Supplied entries: Begin

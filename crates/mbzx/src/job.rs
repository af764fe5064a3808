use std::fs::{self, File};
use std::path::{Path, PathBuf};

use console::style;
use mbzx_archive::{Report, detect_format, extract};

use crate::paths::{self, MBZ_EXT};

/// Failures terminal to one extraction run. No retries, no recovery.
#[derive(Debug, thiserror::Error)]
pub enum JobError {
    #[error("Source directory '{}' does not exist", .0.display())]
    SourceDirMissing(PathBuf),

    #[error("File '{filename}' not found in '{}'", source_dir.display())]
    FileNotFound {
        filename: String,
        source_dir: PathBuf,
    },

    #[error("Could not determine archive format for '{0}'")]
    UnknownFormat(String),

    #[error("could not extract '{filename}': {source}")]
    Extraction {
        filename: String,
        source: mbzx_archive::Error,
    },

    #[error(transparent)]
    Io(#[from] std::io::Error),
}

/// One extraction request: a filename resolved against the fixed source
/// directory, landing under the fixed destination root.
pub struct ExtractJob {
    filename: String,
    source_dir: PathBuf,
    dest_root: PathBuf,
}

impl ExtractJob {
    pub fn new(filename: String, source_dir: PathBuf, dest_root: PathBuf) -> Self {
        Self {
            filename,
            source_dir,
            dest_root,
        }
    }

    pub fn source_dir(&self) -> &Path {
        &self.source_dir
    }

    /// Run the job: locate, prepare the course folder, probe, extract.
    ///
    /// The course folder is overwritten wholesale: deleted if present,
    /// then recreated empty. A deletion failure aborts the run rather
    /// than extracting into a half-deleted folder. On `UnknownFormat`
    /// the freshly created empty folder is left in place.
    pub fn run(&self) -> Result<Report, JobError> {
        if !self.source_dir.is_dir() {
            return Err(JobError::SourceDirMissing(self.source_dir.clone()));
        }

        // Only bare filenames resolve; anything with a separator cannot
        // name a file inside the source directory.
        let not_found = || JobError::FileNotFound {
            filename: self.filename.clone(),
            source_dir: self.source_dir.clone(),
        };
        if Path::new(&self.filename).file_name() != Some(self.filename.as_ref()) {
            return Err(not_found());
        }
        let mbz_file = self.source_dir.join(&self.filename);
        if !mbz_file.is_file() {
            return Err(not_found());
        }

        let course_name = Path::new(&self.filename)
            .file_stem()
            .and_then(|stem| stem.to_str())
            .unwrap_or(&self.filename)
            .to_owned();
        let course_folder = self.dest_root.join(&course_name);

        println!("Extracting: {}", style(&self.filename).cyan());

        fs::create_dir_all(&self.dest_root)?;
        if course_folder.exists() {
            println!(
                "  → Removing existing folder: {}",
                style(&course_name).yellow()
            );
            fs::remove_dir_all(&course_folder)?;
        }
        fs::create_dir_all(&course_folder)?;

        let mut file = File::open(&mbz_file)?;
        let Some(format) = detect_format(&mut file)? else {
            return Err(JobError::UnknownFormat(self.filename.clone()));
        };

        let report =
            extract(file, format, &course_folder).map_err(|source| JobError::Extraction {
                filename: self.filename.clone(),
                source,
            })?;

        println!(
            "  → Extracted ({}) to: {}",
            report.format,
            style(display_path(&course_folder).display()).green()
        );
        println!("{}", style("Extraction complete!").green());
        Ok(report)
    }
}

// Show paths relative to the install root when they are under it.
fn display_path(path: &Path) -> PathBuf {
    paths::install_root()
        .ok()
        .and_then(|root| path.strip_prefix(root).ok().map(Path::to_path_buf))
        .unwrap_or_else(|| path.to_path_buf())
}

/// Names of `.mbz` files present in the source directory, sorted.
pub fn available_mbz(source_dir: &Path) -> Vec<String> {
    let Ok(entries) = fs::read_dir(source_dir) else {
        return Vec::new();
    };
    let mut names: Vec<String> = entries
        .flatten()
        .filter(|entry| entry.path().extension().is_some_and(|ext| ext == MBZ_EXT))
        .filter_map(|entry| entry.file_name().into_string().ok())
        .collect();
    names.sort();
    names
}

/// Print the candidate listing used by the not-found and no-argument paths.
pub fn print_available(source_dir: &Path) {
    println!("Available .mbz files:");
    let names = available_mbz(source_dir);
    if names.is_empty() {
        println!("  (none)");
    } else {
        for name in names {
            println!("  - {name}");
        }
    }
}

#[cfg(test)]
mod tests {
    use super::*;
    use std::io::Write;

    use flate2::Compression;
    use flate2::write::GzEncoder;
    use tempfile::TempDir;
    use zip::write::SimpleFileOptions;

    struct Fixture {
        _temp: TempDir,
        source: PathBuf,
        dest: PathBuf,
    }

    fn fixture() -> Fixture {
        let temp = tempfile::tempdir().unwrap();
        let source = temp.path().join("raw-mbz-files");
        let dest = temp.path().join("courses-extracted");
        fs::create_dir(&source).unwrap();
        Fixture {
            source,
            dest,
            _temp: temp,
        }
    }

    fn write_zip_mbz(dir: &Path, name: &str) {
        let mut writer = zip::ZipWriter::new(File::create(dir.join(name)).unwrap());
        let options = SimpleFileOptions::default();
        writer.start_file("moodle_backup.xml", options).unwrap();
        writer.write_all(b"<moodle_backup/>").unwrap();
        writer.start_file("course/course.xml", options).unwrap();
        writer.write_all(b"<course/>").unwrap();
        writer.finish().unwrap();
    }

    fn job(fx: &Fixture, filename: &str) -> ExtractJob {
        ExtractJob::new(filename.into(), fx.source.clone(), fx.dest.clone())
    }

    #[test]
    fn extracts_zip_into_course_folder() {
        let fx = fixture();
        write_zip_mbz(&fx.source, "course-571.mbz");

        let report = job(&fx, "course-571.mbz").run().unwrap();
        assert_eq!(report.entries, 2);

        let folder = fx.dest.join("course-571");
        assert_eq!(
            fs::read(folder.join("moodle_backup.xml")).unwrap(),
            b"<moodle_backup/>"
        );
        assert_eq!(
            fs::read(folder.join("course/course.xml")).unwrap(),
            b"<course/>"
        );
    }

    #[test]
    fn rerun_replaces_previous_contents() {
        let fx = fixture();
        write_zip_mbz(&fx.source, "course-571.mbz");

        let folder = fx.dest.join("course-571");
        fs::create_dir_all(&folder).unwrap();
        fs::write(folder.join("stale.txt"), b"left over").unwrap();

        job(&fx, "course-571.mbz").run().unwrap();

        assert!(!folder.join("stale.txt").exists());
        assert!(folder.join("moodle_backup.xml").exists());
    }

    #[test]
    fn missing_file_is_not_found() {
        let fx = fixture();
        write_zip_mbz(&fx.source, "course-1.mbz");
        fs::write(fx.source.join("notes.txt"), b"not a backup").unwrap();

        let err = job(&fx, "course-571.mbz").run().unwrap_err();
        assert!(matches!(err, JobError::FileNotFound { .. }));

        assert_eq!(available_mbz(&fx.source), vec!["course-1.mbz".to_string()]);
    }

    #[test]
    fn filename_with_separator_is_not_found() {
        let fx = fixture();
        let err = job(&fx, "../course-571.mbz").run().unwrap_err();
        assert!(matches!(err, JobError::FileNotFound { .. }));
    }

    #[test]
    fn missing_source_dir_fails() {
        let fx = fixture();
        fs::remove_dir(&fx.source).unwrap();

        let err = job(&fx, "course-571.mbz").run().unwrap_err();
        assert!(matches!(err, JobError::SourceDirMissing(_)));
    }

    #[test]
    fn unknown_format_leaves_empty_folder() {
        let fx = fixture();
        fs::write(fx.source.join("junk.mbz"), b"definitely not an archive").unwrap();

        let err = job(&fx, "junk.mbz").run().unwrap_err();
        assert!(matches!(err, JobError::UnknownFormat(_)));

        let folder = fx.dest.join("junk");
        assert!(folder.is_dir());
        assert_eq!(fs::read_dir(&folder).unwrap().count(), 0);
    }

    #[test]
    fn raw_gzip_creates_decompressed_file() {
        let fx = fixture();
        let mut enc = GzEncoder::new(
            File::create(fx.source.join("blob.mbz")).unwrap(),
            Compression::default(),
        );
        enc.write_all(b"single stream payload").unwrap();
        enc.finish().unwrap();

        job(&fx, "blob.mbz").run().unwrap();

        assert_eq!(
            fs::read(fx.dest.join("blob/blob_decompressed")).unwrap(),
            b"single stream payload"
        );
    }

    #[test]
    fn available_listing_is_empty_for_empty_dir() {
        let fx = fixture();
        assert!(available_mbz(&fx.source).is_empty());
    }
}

Supplied entries: End

Give the count of lines in the data that contain the word "under", and write nothing besides it.

Response to this exercise:
2